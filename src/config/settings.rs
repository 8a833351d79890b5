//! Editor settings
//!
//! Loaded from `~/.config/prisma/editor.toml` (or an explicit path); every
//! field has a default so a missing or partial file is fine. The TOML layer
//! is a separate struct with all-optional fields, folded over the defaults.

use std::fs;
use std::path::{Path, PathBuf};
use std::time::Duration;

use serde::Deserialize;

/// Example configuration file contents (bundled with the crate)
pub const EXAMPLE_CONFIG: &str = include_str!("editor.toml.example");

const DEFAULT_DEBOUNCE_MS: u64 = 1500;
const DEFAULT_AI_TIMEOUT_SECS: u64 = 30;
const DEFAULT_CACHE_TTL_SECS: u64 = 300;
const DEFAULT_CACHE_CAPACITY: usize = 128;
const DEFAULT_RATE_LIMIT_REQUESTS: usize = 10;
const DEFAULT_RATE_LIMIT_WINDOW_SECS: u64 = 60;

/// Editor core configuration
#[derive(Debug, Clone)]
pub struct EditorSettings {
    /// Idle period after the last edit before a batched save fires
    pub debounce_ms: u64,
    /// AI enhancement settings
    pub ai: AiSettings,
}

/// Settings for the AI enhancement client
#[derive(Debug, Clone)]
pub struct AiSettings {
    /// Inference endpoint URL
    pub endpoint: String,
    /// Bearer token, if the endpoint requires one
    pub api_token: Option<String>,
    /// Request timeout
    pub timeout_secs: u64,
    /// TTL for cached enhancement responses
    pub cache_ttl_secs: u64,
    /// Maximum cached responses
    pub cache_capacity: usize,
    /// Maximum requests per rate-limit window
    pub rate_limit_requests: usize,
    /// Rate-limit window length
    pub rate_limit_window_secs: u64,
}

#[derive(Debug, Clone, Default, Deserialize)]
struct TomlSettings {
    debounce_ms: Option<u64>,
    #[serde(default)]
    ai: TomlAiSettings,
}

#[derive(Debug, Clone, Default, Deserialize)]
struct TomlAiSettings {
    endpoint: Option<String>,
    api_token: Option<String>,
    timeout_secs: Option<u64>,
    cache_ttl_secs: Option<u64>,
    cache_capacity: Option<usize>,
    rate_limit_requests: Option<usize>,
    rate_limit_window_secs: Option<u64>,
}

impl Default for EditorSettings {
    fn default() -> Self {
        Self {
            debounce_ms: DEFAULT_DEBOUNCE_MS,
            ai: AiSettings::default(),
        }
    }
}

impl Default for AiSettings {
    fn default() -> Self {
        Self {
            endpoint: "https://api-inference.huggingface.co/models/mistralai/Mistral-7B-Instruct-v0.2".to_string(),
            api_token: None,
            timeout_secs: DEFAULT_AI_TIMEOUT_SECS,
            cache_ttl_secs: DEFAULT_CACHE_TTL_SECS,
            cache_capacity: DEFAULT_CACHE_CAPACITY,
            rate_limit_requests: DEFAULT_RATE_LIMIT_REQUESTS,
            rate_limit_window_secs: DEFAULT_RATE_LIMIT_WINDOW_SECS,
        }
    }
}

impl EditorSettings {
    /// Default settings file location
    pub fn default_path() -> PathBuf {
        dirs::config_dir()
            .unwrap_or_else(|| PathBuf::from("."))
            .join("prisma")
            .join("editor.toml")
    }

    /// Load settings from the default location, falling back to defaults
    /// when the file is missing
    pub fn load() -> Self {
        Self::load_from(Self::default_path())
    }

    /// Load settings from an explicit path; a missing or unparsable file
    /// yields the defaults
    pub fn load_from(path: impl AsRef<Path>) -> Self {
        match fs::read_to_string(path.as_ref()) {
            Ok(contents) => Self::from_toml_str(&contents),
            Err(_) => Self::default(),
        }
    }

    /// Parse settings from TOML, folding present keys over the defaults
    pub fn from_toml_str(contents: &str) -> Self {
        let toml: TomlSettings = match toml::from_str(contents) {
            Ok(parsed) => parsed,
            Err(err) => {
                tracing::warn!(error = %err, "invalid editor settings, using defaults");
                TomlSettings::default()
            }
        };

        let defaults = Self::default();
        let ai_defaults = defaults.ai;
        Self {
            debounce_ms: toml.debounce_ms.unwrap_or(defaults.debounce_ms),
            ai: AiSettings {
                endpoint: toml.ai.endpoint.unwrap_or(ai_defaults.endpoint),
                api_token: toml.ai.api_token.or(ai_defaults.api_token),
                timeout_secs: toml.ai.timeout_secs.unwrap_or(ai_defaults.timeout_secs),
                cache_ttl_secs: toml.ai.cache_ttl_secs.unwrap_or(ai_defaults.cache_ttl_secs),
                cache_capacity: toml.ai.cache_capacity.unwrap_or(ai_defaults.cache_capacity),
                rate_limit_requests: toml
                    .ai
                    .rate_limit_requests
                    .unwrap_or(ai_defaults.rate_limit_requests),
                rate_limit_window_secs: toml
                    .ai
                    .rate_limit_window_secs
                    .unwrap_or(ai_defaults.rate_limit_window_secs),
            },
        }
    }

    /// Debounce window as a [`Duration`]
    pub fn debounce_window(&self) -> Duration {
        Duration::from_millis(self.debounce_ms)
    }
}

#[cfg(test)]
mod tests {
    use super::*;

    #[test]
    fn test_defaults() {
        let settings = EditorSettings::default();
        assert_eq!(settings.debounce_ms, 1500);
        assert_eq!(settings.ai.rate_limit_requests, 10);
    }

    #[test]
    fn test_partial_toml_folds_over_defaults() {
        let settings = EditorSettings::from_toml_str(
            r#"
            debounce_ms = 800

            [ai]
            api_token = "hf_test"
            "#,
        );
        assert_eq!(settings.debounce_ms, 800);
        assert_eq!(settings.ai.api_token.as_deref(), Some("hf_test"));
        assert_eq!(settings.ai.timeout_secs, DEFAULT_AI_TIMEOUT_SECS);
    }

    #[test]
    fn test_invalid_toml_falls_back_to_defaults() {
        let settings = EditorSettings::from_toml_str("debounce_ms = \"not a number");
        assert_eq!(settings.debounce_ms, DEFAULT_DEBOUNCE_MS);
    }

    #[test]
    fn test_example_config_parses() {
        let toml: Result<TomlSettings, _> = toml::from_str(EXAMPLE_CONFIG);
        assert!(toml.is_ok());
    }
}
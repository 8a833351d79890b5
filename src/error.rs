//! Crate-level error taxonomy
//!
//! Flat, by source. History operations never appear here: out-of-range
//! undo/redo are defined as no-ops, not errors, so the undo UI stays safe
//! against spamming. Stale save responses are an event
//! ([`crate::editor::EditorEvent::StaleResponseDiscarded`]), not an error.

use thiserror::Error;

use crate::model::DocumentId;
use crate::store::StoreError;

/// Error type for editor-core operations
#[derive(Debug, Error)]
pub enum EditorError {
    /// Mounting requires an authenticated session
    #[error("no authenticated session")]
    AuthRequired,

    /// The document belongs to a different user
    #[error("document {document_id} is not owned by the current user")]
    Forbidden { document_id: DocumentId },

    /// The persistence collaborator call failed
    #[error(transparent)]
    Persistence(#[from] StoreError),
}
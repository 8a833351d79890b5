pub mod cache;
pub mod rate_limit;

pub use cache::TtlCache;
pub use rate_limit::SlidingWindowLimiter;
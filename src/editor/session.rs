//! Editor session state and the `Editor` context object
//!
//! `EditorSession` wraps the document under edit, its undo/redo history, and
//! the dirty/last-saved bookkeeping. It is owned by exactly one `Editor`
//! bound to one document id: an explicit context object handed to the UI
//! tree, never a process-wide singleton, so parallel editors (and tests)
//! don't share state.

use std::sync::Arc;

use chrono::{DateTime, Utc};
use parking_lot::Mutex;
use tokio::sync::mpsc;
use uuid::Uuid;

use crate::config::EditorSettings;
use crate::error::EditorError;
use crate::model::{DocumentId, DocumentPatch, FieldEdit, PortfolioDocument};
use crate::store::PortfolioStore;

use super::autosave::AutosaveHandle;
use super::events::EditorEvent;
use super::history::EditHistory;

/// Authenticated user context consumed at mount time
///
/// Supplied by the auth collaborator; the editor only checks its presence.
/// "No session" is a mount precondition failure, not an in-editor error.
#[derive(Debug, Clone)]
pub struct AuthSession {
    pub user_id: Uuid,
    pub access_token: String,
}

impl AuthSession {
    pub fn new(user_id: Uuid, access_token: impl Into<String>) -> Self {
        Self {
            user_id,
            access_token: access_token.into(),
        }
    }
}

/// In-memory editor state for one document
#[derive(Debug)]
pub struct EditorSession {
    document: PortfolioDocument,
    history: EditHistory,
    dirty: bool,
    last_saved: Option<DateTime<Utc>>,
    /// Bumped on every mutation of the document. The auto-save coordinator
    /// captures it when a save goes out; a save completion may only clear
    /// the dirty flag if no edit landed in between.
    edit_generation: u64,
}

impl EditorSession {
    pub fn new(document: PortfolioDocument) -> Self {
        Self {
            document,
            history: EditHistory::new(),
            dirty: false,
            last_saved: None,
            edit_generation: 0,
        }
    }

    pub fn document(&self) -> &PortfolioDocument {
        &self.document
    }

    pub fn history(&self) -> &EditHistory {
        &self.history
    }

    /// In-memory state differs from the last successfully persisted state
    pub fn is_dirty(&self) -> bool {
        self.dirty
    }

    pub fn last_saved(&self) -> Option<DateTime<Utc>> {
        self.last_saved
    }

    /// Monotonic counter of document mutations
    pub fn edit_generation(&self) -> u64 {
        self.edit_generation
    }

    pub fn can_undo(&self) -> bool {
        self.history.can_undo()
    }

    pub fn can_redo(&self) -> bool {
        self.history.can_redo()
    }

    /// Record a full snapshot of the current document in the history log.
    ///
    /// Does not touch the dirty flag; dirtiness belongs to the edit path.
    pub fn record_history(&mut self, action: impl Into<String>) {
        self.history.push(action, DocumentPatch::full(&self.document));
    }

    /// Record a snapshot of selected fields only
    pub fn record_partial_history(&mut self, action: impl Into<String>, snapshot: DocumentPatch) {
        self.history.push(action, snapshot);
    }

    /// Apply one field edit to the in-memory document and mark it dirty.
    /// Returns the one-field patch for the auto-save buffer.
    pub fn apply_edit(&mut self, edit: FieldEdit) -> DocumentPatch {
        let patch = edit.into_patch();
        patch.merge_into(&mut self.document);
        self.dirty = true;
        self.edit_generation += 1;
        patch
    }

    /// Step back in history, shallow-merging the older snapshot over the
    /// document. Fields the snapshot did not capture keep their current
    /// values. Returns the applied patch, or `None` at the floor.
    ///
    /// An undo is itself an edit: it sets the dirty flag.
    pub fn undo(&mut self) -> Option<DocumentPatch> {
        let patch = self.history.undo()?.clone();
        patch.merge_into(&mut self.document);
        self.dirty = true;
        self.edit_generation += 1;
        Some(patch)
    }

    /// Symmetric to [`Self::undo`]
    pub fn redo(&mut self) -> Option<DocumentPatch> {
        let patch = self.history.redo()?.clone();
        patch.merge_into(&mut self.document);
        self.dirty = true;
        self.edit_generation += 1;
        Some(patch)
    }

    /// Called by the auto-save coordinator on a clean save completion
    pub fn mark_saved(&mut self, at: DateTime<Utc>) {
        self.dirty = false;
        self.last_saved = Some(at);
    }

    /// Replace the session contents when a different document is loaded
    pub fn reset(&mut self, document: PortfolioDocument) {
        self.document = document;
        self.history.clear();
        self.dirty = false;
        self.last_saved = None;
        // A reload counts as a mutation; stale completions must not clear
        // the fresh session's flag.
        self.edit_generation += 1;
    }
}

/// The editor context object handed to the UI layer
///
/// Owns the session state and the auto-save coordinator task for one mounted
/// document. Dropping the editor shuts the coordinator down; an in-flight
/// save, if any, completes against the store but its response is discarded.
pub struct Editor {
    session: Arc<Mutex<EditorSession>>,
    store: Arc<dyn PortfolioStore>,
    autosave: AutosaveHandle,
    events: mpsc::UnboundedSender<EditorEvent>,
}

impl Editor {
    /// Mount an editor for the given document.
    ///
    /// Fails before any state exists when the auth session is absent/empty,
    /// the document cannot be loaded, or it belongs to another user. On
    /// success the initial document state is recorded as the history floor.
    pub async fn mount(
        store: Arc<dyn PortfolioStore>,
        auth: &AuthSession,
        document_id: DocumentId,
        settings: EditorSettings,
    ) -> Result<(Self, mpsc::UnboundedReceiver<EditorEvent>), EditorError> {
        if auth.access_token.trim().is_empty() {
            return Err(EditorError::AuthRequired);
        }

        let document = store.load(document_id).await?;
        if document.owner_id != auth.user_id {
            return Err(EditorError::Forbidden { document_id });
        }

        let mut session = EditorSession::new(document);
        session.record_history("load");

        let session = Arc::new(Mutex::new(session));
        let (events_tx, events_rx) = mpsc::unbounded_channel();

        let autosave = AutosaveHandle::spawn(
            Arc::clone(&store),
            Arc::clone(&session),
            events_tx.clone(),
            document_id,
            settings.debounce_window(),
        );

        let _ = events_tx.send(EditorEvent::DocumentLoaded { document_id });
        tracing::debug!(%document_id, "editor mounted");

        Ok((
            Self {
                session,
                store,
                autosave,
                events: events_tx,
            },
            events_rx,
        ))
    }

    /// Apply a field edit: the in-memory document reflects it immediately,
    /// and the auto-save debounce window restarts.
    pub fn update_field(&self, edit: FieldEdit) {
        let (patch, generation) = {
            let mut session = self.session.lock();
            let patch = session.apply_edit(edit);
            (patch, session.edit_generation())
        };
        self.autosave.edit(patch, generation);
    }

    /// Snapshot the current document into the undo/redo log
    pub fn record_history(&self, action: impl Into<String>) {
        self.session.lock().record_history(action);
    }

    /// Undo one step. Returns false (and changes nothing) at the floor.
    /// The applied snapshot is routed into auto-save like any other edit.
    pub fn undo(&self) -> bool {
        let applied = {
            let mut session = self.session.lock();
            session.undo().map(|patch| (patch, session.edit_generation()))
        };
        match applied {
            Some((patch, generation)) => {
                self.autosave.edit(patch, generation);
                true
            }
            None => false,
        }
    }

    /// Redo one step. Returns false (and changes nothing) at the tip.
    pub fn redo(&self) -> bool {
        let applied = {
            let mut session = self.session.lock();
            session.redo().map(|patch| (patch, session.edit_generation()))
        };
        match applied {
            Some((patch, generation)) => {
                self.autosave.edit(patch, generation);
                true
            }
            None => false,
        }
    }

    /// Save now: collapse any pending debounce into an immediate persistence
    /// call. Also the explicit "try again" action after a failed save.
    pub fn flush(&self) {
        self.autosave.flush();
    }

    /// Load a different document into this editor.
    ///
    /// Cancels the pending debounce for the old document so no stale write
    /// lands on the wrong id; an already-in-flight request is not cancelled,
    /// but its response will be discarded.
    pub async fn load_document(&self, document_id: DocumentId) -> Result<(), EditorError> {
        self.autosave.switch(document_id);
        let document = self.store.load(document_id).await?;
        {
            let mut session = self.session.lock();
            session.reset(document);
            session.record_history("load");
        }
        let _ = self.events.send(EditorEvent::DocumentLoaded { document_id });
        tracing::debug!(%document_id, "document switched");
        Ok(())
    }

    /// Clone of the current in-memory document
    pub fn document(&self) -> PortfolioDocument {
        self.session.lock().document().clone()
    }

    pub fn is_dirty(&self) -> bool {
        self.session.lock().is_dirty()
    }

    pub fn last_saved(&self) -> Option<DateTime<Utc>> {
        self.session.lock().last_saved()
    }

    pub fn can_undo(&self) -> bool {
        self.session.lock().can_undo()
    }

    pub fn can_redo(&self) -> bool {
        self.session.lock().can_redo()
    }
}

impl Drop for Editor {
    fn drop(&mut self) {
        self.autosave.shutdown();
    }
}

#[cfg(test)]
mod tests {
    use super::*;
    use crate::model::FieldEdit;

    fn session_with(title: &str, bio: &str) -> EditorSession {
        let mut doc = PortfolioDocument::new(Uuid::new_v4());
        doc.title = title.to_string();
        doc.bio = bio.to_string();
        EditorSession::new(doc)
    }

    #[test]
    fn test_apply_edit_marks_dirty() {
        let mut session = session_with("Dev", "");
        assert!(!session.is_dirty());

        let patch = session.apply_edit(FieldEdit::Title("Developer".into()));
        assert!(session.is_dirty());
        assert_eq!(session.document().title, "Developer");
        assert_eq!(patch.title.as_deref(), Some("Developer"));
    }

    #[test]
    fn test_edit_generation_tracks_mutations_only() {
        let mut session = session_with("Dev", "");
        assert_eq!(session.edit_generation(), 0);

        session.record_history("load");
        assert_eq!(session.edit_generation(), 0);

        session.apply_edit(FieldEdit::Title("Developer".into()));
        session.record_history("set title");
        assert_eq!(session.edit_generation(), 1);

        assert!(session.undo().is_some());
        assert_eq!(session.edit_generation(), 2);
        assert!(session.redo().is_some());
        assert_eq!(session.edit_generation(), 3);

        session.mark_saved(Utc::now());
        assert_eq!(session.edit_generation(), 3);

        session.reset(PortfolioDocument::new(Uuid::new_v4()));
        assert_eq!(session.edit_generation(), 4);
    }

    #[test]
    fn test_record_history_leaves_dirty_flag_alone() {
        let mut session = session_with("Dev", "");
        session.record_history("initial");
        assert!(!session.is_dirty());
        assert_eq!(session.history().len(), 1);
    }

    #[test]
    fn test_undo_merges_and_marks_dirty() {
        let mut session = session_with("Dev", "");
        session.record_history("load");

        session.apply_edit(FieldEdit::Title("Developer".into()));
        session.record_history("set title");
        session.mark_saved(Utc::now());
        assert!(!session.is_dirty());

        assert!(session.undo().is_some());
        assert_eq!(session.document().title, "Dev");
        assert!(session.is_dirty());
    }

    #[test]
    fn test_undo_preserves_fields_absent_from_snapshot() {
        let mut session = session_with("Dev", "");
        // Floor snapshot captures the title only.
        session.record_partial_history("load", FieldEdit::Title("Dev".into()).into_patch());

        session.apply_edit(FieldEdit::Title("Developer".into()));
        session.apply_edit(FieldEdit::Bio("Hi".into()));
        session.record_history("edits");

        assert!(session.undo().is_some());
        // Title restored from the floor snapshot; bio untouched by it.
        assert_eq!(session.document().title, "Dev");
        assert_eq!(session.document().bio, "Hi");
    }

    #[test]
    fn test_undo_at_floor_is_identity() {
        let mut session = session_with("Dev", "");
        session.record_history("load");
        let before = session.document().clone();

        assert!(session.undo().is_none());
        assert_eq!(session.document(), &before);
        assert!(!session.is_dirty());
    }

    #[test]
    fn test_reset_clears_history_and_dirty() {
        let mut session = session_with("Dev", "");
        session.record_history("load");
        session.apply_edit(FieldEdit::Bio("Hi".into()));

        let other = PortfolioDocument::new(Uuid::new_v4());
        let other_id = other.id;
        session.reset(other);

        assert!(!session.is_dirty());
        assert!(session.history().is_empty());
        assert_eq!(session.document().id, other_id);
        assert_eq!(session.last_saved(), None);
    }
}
++++++
Task goal: Among the lines above, some may include the string "EditorError"; state how many, and nothing more.

Exercise result: 6